Work item
Please copy every line from the following entries in which the word "unwrap" appears.

········

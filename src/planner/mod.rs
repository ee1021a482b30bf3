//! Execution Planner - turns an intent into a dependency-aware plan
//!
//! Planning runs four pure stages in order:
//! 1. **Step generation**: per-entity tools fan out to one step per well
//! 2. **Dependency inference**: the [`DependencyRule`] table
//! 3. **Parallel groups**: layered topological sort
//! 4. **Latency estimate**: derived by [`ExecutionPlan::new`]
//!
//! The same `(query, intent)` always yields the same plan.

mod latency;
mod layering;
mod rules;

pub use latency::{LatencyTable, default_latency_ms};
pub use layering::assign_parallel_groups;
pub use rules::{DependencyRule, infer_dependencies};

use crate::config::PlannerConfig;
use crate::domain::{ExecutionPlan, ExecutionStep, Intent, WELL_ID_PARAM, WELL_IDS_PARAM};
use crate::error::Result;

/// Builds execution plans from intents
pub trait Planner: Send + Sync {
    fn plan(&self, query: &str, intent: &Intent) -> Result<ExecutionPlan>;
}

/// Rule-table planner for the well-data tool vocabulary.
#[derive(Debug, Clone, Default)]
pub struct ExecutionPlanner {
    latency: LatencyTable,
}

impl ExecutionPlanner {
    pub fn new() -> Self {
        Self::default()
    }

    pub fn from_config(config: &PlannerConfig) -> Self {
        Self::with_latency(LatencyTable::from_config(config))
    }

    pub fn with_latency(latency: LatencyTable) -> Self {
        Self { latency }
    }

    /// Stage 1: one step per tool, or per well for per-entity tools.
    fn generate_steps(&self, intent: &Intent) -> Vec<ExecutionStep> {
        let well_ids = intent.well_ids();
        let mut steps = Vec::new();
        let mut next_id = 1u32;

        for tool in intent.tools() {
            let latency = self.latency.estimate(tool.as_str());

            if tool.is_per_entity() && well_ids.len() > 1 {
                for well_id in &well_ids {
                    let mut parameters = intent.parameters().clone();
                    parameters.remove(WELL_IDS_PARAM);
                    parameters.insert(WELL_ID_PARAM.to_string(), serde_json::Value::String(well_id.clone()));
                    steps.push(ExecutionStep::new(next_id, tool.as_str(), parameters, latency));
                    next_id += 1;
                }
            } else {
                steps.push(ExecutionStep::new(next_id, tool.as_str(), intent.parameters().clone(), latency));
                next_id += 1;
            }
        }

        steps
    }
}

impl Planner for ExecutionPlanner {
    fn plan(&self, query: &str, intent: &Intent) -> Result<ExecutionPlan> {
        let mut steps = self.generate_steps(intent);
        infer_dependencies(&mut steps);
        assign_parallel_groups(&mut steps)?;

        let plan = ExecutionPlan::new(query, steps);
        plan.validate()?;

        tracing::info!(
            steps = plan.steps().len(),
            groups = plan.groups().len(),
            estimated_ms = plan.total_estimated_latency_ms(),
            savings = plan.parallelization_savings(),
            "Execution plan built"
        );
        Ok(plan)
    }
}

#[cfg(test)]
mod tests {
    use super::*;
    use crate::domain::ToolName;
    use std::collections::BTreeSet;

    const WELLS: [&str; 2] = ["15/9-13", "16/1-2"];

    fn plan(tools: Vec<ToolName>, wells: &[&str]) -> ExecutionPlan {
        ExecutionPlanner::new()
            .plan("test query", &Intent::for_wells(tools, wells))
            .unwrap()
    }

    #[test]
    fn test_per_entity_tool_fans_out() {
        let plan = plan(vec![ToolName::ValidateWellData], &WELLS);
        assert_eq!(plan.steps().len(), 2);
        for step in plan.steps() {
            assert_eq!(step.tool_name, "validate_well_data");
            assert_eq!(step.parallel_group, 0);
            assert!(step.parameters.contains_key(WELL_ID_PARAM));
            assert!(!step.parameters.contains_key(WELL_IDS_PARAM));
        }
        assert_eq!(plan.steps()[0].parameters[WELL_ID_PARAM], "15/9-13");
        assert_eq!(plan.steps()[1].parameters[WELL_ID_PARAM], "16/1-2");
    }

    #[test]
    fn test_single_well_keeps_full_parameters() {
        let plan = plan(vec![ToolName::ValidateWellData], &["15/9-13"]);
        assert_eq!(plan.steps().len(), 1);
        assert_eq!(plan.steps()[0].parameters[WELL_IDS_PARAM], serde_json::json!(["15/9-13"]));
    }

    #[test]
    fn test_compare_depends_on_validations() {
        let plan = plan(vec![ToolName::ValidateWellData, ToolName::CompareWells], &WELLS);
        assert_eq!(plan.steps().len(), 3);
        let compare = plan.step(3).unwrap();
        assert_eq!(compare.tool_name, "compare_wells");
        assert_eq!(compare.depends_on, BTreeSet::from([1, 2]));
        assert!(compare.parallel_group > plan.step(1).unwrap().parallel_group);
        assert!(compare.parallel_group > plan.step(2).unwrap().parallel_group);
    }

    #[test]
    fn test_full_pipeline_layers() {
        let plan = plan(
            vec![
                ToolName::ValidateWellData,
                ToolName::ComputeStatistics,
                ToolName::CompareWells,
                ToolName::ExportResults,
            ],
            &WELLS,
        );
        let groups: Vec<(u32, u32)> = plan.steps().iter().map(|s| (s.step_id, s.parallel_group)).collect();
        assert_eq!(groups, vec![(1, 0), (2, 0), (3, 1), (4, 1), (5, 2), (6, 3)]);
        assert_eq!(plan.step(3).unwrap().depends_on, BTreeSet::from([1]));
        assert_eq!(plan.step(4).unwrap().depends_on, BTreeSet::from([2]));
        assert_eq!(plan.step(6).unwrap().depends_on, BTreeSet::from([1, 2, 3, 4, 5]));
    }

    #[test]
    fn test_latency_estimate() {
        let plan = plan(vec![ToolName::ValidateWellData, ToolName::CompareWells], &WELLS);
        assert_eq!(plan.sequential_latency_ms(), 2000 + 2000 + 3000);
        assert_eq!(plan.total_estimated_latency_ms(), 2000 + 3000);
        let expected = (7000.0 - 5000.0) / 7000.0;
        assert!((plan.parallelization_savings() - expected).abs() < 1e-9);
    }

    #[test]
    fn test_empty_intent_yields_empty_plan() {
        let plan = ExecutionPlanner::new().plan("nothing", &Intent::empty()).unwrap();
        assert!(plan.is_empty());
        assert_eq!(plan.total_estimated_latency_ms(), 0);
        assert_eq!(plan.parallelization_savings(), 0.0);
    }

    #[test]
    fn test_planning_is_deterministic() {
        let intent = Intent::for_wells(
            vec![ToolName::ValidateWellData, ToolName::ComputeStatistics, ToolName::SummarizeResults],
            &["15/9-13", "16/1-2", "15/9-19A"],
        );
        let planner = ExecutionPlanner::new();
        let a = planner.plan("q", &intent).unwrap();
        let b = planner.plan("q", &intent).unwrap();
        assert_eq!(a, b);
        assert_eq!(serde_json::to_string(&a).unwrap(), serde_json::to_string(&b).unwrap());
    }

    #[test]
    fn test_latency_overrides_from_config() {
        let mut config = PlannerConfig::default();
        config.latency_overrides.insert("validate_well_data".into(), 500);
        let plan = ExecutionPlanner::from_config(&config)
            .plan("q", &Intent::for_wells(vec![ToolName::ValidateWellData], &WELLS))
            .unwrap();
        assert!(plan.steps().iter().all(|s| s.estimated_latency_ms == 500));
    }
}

········

Answer to the problem
            .unwrap()
        let compare = plan.step(3).unwrap();
        assert!(compare.parallel_group > plan.step(1).unwrap().parallel_group);
        assert!(compare.parallel_group > plan.step(2).unwrap().parallel_group);
        assert_eq!(plan.step(3).unwrap().depends_on, BTreeSet::from([1]));
        assert_eq!(plan.step(4).unwrap().depends_on, BTreeSet::from([2]));
        assert_eq!(plan.step(6).unwrap().depends_on, BTreeSet::from([1, 2, 3, 4, 5]));
        let plan = ExecutionPlanner::new().plan("nothing", &Intent::empty()).unwrap();
        let a = planner.plan("q", &intent).unwrap();
        let b = planner.plan("q", &intent).unwrap();
        assert_eq!(serde_json::to_string(&a).unwrap(), serde_json::to_string(&b).unwrap());
            .unwrap();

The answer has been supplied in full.